Partly what makes this book so readable is the location of culture within real examples of the business issues and challenges facing the firm. He is able to provide accurate and detailed examples of the challenges of conflict of interest facing a complex global organisation such as Goldman Sachs; he is able to reflect on transactions that he participated in as an employee – seeing the long term consequences of things that at the time bothered him but that he admits he chose to do little about. His conclusions point toward Goldman’s (mostly) unconscious re-interpretation of business principles catalysed by in an environment of rapid technological, competitive, and regulatory, ownership, leadership and environmental changes.

Mandis’ CV is impressive, yet he devotes several pages of his book to positioning his credentials, firstly, as an insider – within the all-important ‘social network of trust’ within Goldman’s – as a banker, proprietary trader and as trusted advisor to the Management Committee. Secondly, as someone who made it on his own outside after Goldman’s an advisor to McKinsey’s and CEO of his own asset management business as well as now latterly as a trained sociological researcher. His credentials are bullet proof. The fact that he felt the need to emphasise them in such detail affirmed for me the lack of respect for social science from the leaders of the world’s financial institutions.

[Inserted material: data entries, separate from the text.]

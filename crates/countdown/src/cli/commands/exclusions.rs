//! Exclusions command

use clap::Args;
use countdown_tasks::Pipeline;
use tracing::info;

use crate::cli::{output, Cli, OutputFormat};
use crate::exit_codes;

/// List the exclusion rules active on this platform
#[derive(Debug, Args)]
pub struct ExclusionsCommand {
    /// Include the rules that only apply to race runs
    #[arg(long)]
    pub race: bool,
}

impl ExclusionsCommand {
    pub fn execute(&self, cli: &Cli) -> anyhow::Result<i32> {
        let cwd = std::env::current_dir()?;
        let config = cli.load_config(&cwd)?;
        info!(race = self.race, "executing exclusions command");

        let pipeline = Pipeline::from_config(config, &cwd);
        let rules = pipeline.exclusion_rules(self.race)?;
        let active = rules.describe_active();

        if cli.format == OutputFormat::Json {
            println!("{}", serde_json::to_string_pretty(&active)?);
            return Ok(exit_codes::SUCCESS);
        }
        if cli.quiet {
            return Ok(exit_codes::SUCCESS);
        }

        let platform = pipeline.platform();
        println!(
            "{}",
            output::header(&format!(
                "Active exclusions on {}/{} ({} of {} rules)",
                platform.os,
                platform.arch,
                active.len(),
                rules.len()
            ))
        );
        for rule in &active {
            println!("  {}", rule);
        }
        Ok(exit_codes::SUCCESS)
    }
}
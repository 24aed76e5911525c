//! Where the two provenances of binaries come from

use std::collections::HashMap;
use std::path::{Path, PathBuf};
use std::time::Duration;

use async_trait::async_trait;
use countdown_core::{RegressionError, Result};
use tracing::{debug, info, warn};

use crate::executor::run_process;

/// Exit code of the download command when no snapshot exists for a date
pub const NO_SNAPSHOT_EXIT_CODE: i32 = 3;

/// Time allowed for a download or install
const COMMAND_TIMEOUT: Duration = Duration::from_secs(30 * 60);

/// Provides the binaries of a past date
#[async_trait]
pub trait SnapshotSource: Send + Sync {
    /// Directory holding the snapshot of `date` (`YYYY-MM-DD`), `None` when there is none
    async fn fetch(&self, date: &str) -> Result<Option<PathBuf>>;
}

/// Provides freshly built binaries
#[async_trait]
pub trait BinaryBuilder: Send + Sync {
    /// Build everything and return the directory holding the binaries
    async fn build_all(&self) -> Result<PathBuf>;
}

/// Downloads snapshots with a configured command into `<cache_dir>/<date>`.
///
/// `{date}` and `{dir}` in the command are replaced by the date and the
/// download directory. A snapshot already in the cache is reused.
pub struct CommandSnapshotSource {
    cache_dir: PathBuf,
    command: Vec<String>,
    env: HashMap<String, String>,
    timeout: Duration,
}

impl CommandSnapshotSource {
    pub fn new(cache_dir: impl Into<PathBuf>, command: Vec<String>) -> Self {
        Self {
            cache_dir: cache_dir.into(),
            command,
            env: HashMap::new(),
            timeout: COMMAND_TIMEOUT,
        }
    }

    pub fn with_env(mut self, env: HashMap<String, String>) -> Self {
        self.env = env;
        self
    }

    pub fn with_timeout(mut self, timeout: Duration) -> Self {
        self.timeout = timeout;
        self
    }

    fn snapshot_error(date: &str, reason: impl Into<String>) -> RegressionError {
        RegressionError::Snapshot {
            date: date.to_string(),
            reason: reason.into(),
        }
    }

    fn substitute(&self, date: &str, dir: &Path) -> Vec<String> {
        let dir = dir.display().to_string();
        self.command
            .iter()
            .map(|arg| arg.replace("{date}", date).replace("{dir}", &dir))
            .collect()
    }
}

#[async_trait]
impl SnapshotSource for CommandSnapshotSource {
    async fn fetch(&self, date: &str) -> Result<Option<PathBuf>> {
        let target = self.cache_dir.join(date);
        if target.is_dir() {
            debug!(date, dir = %target.display(), "using cached snapshot");
            return Ok(Some(target));
        }
        if self.command.is_empty() {
            return Err(Self::snapshot_error(date, "no download command configured").into());
        }

        std::fs::create_dir_all(&self.cache_dir)?;
        let download = tempfile::Builder::new()
            .prefix(".download-")
            .tempdir_in(&self.cache_dir)?;
        let args = self.substitute(date, download.path());
        let (program, rest) = args
            .split_first()
            .ok_or_else(|| Self::snapshot_error(date, "no download command configured"))?;

        info!(date, "downloading snapshot");
        let result = run_process(program, rest, &self.env, None, self.timeout).await?;
        if result.timed_out {
            return Err(Self::snapshot_error(date, "download timed out").into());
        }
        match result.exit_code {
            Some(0) => {}
            Some(NO_SNAPSHOT_EXIT_CODE) => {
                warn!(date, "no snapshot for date");
                return Ok(None);
            }
            code => {
                return Err(Self::snapshot_error(
                    date,
                    format!("download exited with {:?}:\n{}", code, result.output),
                )
                .into())
            }
        }

        let downloaded = download.keep();
        if let Err(e) = std::fs::rename(&downloaded, &target) {
            if let Err(cleanup) = std::fs::remove_dir_all(&downloaded) {
                warn!(dir = %downloaded.display(), error = %cleanup, "could not remove partial download");
            }
            return Err(e.into());
        }
        info!(date, dir = %target.display(), "snapshot downloaded");
        Ok(Some(target))
    }
}

/// Installs every unit with `<tool> install <selectors>` into a bin directory
pub struct InstallBuilder {
    tool: Vec<String>,
    selectors: Vec<String>,
    bin_dir: PathBuf,
    env: HashMap<String, String>,
    current_dir: Option<PathBuf>,
}

impl InstallBuilder {
    pub fn new(tool: Vec<String>, selectors: Vec<String>, bin_dir: impl Into<PathBuf>) -> Self {
        Self {
            tool,
            selectors,
            bin_dir: bin_dir.into(),
            env: HashMap::new(),
            current_dir: None,
        }
    }

    pub fn with_env(mut self, env: HashMap<String, String>) -> Self {
        self.env = env;
        self
    }

    pub fn with_current_dir(mut self, dir: impl Into<PathBuf>) -> Self {
        self.current_dir = Some(dir.into());
        self
    }
}

#[async_trait]
impl BinaryBuilder for InstallBuilder {
    async fn build_all(&self) -> Result<PathBuf> {
        let (program, prefix) = self
            .tool
            .split_first()
            .ok_or_else(|| RegressionError::Build("tool command is empty".to_string()))?;
        std::fs::create_dir_all(&self.bin_dir)?;
        let bin_dir = std::fs::canonicalize(&self.bin_dir)?;

        let mut args = prefix.to_vec();
        args.push("install".to_string());
        args.extend(self.selectors.iter().cloned());
        let mut env = self.env.clone();
        env.insert("GOBIN".to_string(), bin_dir.display().to_string());

        info!(selectors = ?self.selectors, bin_dir = %bin_dir.display(), "installing binaries");
        let result = run_process(
            program,
            &args,
            &env,
            self.current_dir.as_deref(),
            COMMAND_TIMEOUT,
        )
        .await?;
        if !result.success() {
            return Err(RegressionError::Build(result.output).into());
        }
        Ok(bin_dir)
    }
}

One can only hope that Mandis’ excellent work, which does indeed deliver on his promise of being non-judgemental, illustrative and educational, can indeed open the minds of those who have previously been closed to the offerings of social science. Whilst as Mandis points out ‘it is unlikely that this knowledge will be able to cease the drift’ – armed with more of a comprehensive understanding of drift and the consequences of such drift, will help leaders in a more considered way to combat it.